Published in final edited form as: Pediatr Infect Dis J. 2009 Dec;28(12):1047–1051. doi: 10.1097/INF.0b013e3181b12484

Antibiotic Use in Neonatal Intensive Care Units and Adherence with Centers for Disease Control and Prevention 12 Step Campaign to Prevent Antimicrobial Resistance

Sameer J Patel 1,2, Adebayo Oshodi 3,4, Priya Prasad 5, Patricia Delamora 6, Elaine Larson 2,7, Theoklis Zaoutis 5, David A Paul 3,4, Lisa Saiman 1,2,8
PMCID: PMC4526135  NIHMSID: NIHMS708211  PMID: 19858773

Abstract

Background

The Centers for Disease Control and Prevention (CDC) 12-Step Campaign to Prevent Antimicrobial Resistance was launched to educate clinicians about antimicrobial resistance and provide strategies to improve clinical practice, including antimicrobial utilization.

Methods

A multicenter retrospective observational study of antibiotic use was performed in 4 tertiary care NICUs to assess adherence to the guidelines defined by the CDC 12-Step Campaign using predetermined criteria. Fifty infants per NICU were identified who received intravenous antibiotics at greater than 72 hours of age. Antibiotic regimens, clinical and microbiologic data, and indications for initiation and continuation of antibiotics (after 72 hours of use) were recorded. Inappropriate utilization was characterized at initiation, continuation, by agent, and by CDC 12-Step.

Results

Two hundred neonates received 323 antibiotic courses totaling 3344 antibiotic-days. Ninety (28%) courses and 806 (24%) days were judged to be nonadherent to a CDC 12-Step. Inappropriate use was more common with continuation of antibiotics (39%) than with initiation (4%) of therapy.

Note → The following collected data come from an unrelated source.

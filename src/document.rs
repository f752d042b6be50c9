//! Search document bodies built from node state

use indexmap::{IndexMap, IndexSet};
use serde::Serialize;

use crate::index_spec::DocumentFields;
use crate::types::{NodeRecord, PropValue};

/// Document body sent to the search index.
///
/// Node properties live one level down under `properties` so they can never
/// collide with the reserved `id` and `labels` keys.
#[derive(Debug, Clone, PartialEq, Serialize)]
pub struct Document {
  #[serde(skip_serializing_if = "Option::is_none")]
  pub id: Option<String>,
  #[serde(skip_serializing_if = "Option::is_none")]
  pub labels: Option<Vec<String>>,
  pub properties: IndexMap<String, PropValue>,
}

impl Document {
  /// Build a document for `node`.
  ///
  /// `subset` restricts `properties` to the named keys the node actually
  /// carries, in subset order. `None` or an empty subset copies every property.
  pub fn from_node(
    node: &NodeRecord,
    subset: Option<&IndexSet<String>>,
    fields: DocumentFields,
  ) -> Self {
    let id = fields.contains(DocumentFields::ID).then(|| node.doc_id());
    let labels = fields
      .contains(DocumentFields::LABELS)
      .then(|| node.labels.clone());

    let properties = match subset {
      Some(subset) if !subset.is_empty() => subset
        .iter()
        .filter_map(|key| node.prop(key).map(|value| (key.clone(), value.clone())))
        .collect(),
      _ => node.props.clone(),
    };

    Self {
      id,
      labels,
      properties,
    }
  }

  pub fn to_json(&self) -> serde_json::Result<serde_json::Value> {
    serde_json::to_value(self)
  }
}

#[cfg(test)]
mod tests {
  use super::*;
  use serde_json::json;

  fn sample() -> NodeRecord {
    NodeRecord::new(42)
      .with_label("Person")
      .with_label("Employee")
      .with_prop("name", "Ann")
      .with_prop("age", 30)
  }

  #[test]
  fn full_document_has_id_labels_and_all_properties() {
    let doc = Document::from_node(&sample(), None, DocumentFields::all());
    assert_eq!(
      doc.to_json().expect("json"),
      json!({
        "id": "42",
        "labels": ["Person", "Employee"],
        "properties": {"name": "Ann", "age": 30}
      })
    );
  }

  #[test]
  fn subset_omits_missing_properties() {
    let subset: IndexSet<String> = ["age", "email"].iter().map(|s| s.to_string()).collect();
    let doc = Document::from_node(&sample(), Some(&subset), DocumentFields::empty());
    assert_eq!(doc.to_json().expect("json"), json!({"properties": {"age": 30}}));
  }

  #[test]
  fn empty_subset_means_every_property() {
    let doc = Document::from_node(&sample(), Some(&IndexSet::new()), DocumentFields::ID);
    assert_eq!(doc.properties.len(), 2);
    assert_eq!(doc.id.as_deref(), Some("42"));
    assert!(doc.labels.is_none());
  }

  #[test]
  fn shape_flags_round_trip() {
    let node = sample();
    let bare = Document::from_node(&node, None, DocumentFields::empty());
    assert_eq!(
      bare.to_json().expect("json"),
      json!({"properties": {"name": "Ann", "age": 30}})
    );

    let full = Document::from_node(&node, None, DocumentFields::ID | DocumentFields::LABELS);
    assert_eq!(full.id.as_deref(), Some("42"));
    assert_eq!(
      full.labels,
      Some(vec!["Person".to_string(), "Employee".to_string()])
    );
    assert_eq!(full.properties, bare.properties);
  }
}
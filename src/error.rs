//! Error types for the search sync engine

use thiserror::Error;

use crate::types::NodeId;

/// Errors produced while configuring, translating or shipping index writes
#[derive(Debug, Error)]
pub enum SearchSyncError {
  #[error("Invalid index spec: {0}")]
  InvalidIndexSpec(String),

  #[error("Index {index} is declared twice for label {label}")]
  DuplicateIndexSpec { index: String, label: String },

  #[error("Invalid configuration: {0}")]
  InvalidConfig(String),

  #[error("Handler already registered")]
  AlreadyRegistered,

  #[error("Node not found: {0}")]
  NodeNotFound(NodeId),

  #[error("Transport error: {0}")]
  Transport(String),

  #[error("Transport returned HTTP {status}: {body}")]
  TransportStatus { status: u16, body: String },

  #[error("Serialization error: {0}")]
  Serialization(String),

  #[error("IO error: {0}")]
  Io(#[from] std::io::Error),
}

pub type Result<T> = std::result::Result<T, SearchSyncError>;

impl From<serde_json::Error> for SearchSyncError {
  fn from(error: serde_json::Error) -> Self {
    SearchSyncError::Serialization(error.to_string())
  }
}
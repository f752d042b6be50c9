//! Search sync configuration
//!
//! Loaded from host settings (flat `elasticsearch.*` keys) or from a JSON
//! file. Only `host_name` and `index_spec` are required.

use serde::{Deserialize, Serialize};
use std::collections::HashMap;
use std::fs;
use std::path::Path;

use crate::dispatch::DispatchMode;
use crate::error::{Result, SearchSyncError};

pub const SETTING_HOST_NAME: &str = "elasticsearch.host_name";
pub const SETTING_INDEX_SPEC: &str = "elasticsearch.index_spec";
pub const SETTING_INDEX_ALL: &str = "elasticsearch.index_all";
pub const SETTING_INCLUDE_ID_FIELD: &str = "elasticsearch.include_id_field";
pub const SETTING_INCLUDE_LABELS_FIELD: &str = "elasticsearch.include_labels_field";
pub const SETTING_INCLUDE_TYPE: &str = "elasticsearch.include_type";
pub const SETTING_ASYNC_DISPATCH: &str = "elasticsearch.async_dispatch";
pub const SETTING_READ_TIMEOUT_MS: &str = "elasticsearch.read_timeout_ms";

const DEFAULT_READ_TIMEOUT_MS: u64 = 60_000;

#[derive(Debug, Clone, PartialEq, Eq, Serialize, Deserialize)]
pub struct SearchSyncConfig {
  /// Search cluster base URL, e.g. `http://localhost:9200`
  pub host_name: String,
  /// `index:Label(prop,...);...`
  pub index_spec: String,
  /// Catch-all index receiving every participating node
  #[serde(default)]
  pub index_all: Option<String>,
  #[serde(default = "default_true")]
  pub include_id_field: bool,
  #[serde(default = "default_true")]
  pub include_labels_field: bool,
  #[serde(default = "default_true")]
  pub include_type: bool,
  #[serde(default = "default_true")]
  pub async_dispatch: bool,
  #[serde(default = "default_read_timeout_ms")]
  pub read_timeout_ms: u64,
}

fn default_true() -> bool {
  true
}

fn default_read_timeout_ms() -> u64 {
  DEFAULT_READ_TIMEOUT_MS
}

impl SearchSyncConfig {
  pub fn new(host_name: impl Into<String>, index_spec: impl Into<String>) -> Self {
    Self {
      host_name: host_name.into(),
      index_spec: index_spec.into(),
      index_all: None,
      include_id_field: true,
      include_labels_field: true,
      include_type: true,
      async_dispatch: true,
      read_timeout_ms: DEFAULT_READ_TIMEOUT_MS,
    }
  }

  pub fn index_all(mut self, index: impl Into<String>) -> Self {
    self.index_all = Some(index.into());
    self
  }

  pub fn include_id_field(mut self, include: bool) -> Self {
    self.include_id_field = include;
    self
  }

  pub fn include_labels_field(mut self, include: bool) -> Self {
    self.include_labels_field = include;
    self
  }

  pub fn dispatch_mode(mut self, mode: DispatchMode) -> Self {
    self.async_dispatch = mode == DispatchMode::Async;
    self
  }

  pub fn mode(&self) -> DispatchMode {
    if self.async_dispatch {
      DispatchMode::Async
    } else {
      DispatchMode::Sync
    }
  }

  /// Catch-all index, with blank names treated as unset
  pub fn catch_all_index(&self) -> Option<&str> {
    self
      .index_all
      .as_deref()
      .map(str::trim)
      .filter(|name| !name.is_empty())
  }

  /// Build from flat host settings
  pub fn from_settings(settings: &HashMap<String, String>) -> Result<Self> {
    let required = |key: &str| {
      settings
        .get(key)
        .map(|value| value.trim().to_string())
        .filter(|value| !value.is_empty())
        .ok_or_else(|| SearchSyncError::InvalidConfig(format!("missing setting {key}")))
    };

    let mut config = Self::new(required(SETTING_HOST_NAME)?, required(SETTING_INDEX_SPEC)?);
    config.index_all = settings
      .get(SETTING_INDEX_ALL)
      .map(|value| value.trim().to_string())
      .filter(|value| !value.is_empty());
    config.include_id_field = parse_bool(settings, SETTING_INCLUDE_ID_FIELD, true)?;
    config.include_labels_field = parse_bool(settings, SETTING_INCLUDE_LABELS_FIELD, true)?;
    config.include_type = parse_bool(settings, SETTING_INCLUDE_TYPE, true)?;
    config.async_dispatch = parse_bool(settings, SETTING_ASYNC_DISPATCH, true)?;
    config.read_timeout_ms = match settings.get(SETTING_READ_TIMEOUT_MS) {
      Some(raw) => raw.trim().parse::<u64>().map_err(|_| {
        SearchSyncError::InvalidConfig(format!("invalid {SETTING_READ_TIMEOUT_MS}: {raw}"))
      })?,
      None => DEFAULT_READ_TIMEOUT_MS,
    };
    config.validate()?;
    Ok(config)
  }

  /// Load from a JSON file
  pub fn load(path: impl AsRef<Path>) -> Result<Self> {
    let bytes = fs::read(path.as_ref())?;
    let config: Self = serde_json::from_slice(&bytes).map_err(|error| {
      SearchSyncError::InvalidConfig(format!(
        "decode {}: {error}",
        path.as_ref().display()
      ))
    })?;
    config.validate()?;
    Ok(config)
  }

  pub fn validate(&self) -> Result<()> {
    if self.host_name.trim().is_empty() {
      return Err(SearchSyncError::InvalidConfig(
        "host_name must not be empty".to_string(),
      ));
    }
    if self.index_spec.trim().is_empty() {
      return Err(SearchSyncError::InvalidConfig(
        "index_spec must not be empty".to_string(),
      ));
    }
    if self.read_timeout_ms == 0 {
      return Err(SearchSyncError::InvalidConfig(
        "read_timeout_ms must be positive".to_string(),
      ));
    }
    Ok(())
  }
}

fn parse_bool(settings: &HashMap<String, String>, key: &str, default: bool) -> Result<bool> {
  match settings.get(key).map(|value| value.trim()) {
    None | Some("") => Ok(default),
    Some(raw) if raw.eq_ignore_ascii_case("true") => Ok(true),
    Some(raw) if raw.eq_ignore_ascii_case("false") => Ok(false),
    Some(raw) => Err(SearchSyncError::InvalidConfig(format!(
      "invalid {key}: {raw}"
    ))),
  }
}
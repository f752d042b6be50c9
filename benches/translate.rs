//! Translation and bulk encoding microbenchmarks
//!
//! Run with: cargo bench --bench translate

use criterion::{black_box, criterion_group, criterion_main, BenchmarkId, Criterion, Throughput};

extern crate kitedb_search;

use kitedb_search::{translate, BulkRequest, IndexSpecTable, MutationSnapshot, NodeRecord};

const SPEC: &str = "people:Person(name,email);staff:Employee;cities:City(name)";

fn create_snapshot(count: u64) -> MutationSnapshot {
  let mut snapshot = MutationSnapshot::new();
  for id in 0..count {
    let label = if id % 3 == 0 { "Employee" } else { "Person" };
    let node = NodeRecord::new(id)
      .with_label(label)
      .with_prop("name", format!("user{id}"))
      .with_prop("email", format!("user{id}@example.com"))
      .with_prop("age", (id % 90) as i64);
    snapshot = snapshot
      .with_node(node)
      .created(id)
      .label_assigned(id, label)
      .property_assigned(id, "name", format!("user{id}"))
      .property_assigned(id, "email", format!("user{id}@example.com"));
    if id % 5 == 0 {
      snapshot = snapshot.property_removed(id, "nickname");
    }
  }
  snapshot
}

fn bench_translate(c: &mut Criterion) {
  let mut group = c.benchmark_group("translate");
  group.sample_size(20);

  for &catch_all in [None, Some("nodes")].iter() {
    let table = IndexSpecTable::parse(SPEC, catch_all, true, true).expect("parse spec");
    let label = if catch_all.is_some() { "catch_all" } else { "specs_only" };

    for &count in [10u64, 100, 1_000].iter() {
      let snapshot = create_snapshot(count);
      group.throughput(Throughput::Elements(count));
      group.bench_with_input(BenchmarkId::new(label, count), &count, |bencher, _| {
        bencher.iter(|| {
          let ops = translate(&table, &snapshot).expect("translate");
          black_box(ops.len());
        });
      });
    }
  }

  group.finish();
}

fn bench_encode(c: &mut Criterion) {
  let mut group = c.benchmark_group("bulk_encode");
  group.sample_size(20);
  let table = IndexSpecTable::parse(SPEC, Some("nodes"), true, true).expect("parse spec");

  for &count in [100u64, 1_000].iter() {
    let request = BulkRequest::from(translate(&table, &create_snapshot(count)).expect("translate"));
    group.throughput(Throughput::Elements(request.len() as u64));
    group.bench_with_input(BenchmarkId::new("ndjson", count), &count, |bencher, _| {
      bencher.iter(|| black_box(request.to_ndjson(true).expect("encode")));
    });
  }

  group.finish();
}

criterion_group!(benches, bench_translate, bench_encode);
criterion_main!(benches);
//! GPU render targets.
//!
//! Every grid lives in a storage buffer of `vec4<f32>` texels laid out like
//! the CPU [`sim::grid::Field`]: row-major, row 0 at the bottom. Keeping one
//! layout for all grids lets every compute program share a bind group layout.

use sim::grid::FieldDesc;

/// Bytes per texel (`vec4<f32>`).
pub const TEXEL_BYTES: u64 = 16;

pub struct RenderTarget {
    pub buffer: wgpu::Buffer,
    pub desc: FieldDesc,
}

impl RenderTarget {
    /// Zero-initialized target for `desc`.
    pub fn new(device: &wgpu::Device, desc: FieldDesc, label: &str) -> Self {
        let texels = desc.resolution.texel_count().max(1) as u64;
        let buffer = device.create_buffer(&wgpu::BufferDescriptor {
            label: Some(label),
            size: texels * TEXEL_BYTES,
            usage: wgpu::BufferUsages::STORAGE
                | wgpu::BufferUsages::COPY_SRC
                | wgpu::BufferUsages::COPY_DST,
            mapped_at_creation: false,
        });
        Self { buffer, desc }
    }

    pub fn size(&self) -> [u32; 2] {
        [self.desc.width(), self.desc.height()]
    }

    pub fn byte_len(&self) -> u64 {
        self.buffer.size()
    }
}

impl std::fmt::Debug for RenderTarget {
    fn fmt(&self, f: &mut std::fmt::Formatter<'_>) -> std::fmt::Result {
        f.debug_struct("RenderTarget")
            .field("size", &self.size())
            .field("channels", &self.desc.channels)
            .finish()
    }
}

Vancomycin was the most commonly used drug (n = 895 antibiotic-days) of which 284 (32%) days were considered inappropriate. Carbapenems were used less frequently (n = 310 antibiotic-days), and 132 (43%) of these days were inappropriate. Common reasons for nonadherence at the time of continuation included failure to narrow antibiotic coverage after microbiologic results were known and prolonged antibiotic prophylaxis after surgery with chest tube placement.

Conclusions

The CDC 12-Step Campaign can be modified for neonatal populations. Inappropriate antibiotic prescribing was common in the study NICUs. Improvement efforts should target antibiotic use 72 hours after initiation, particularly focusing on narrowing therapy and instituting protocols to limit prophylaxis.

Keywords: antibiotic usage, neonates, resistance, intensive care units, CDC program

INTRODUCTION

In 2002, the Centers for Disease Control and Prevention (CDC) launched the 12-Step Campaign to Prevent Antimicrobial Resistance to educate clinicians about resistance and provide strategies to change clinical practices, including antimicrobial prescribing.[1] Several guidelines have been published to address different patient populations including hospitalized adults, hospitalized children, dialysis patients, surgical patients, and residents of long-term care facilities. The Campaign presents 4 major strategies: preventing infection, diagnosing and treating infection effectively, using antimicrobials wisely, and preventing transmission. Although 5 of the CDC 12-Steps address the strategy “Use antimicrobials wisely”, additional steps (eg, “Use appropriate methods of diagnosis” and “Target the pathogen”) also affect antimicrobial prescribing.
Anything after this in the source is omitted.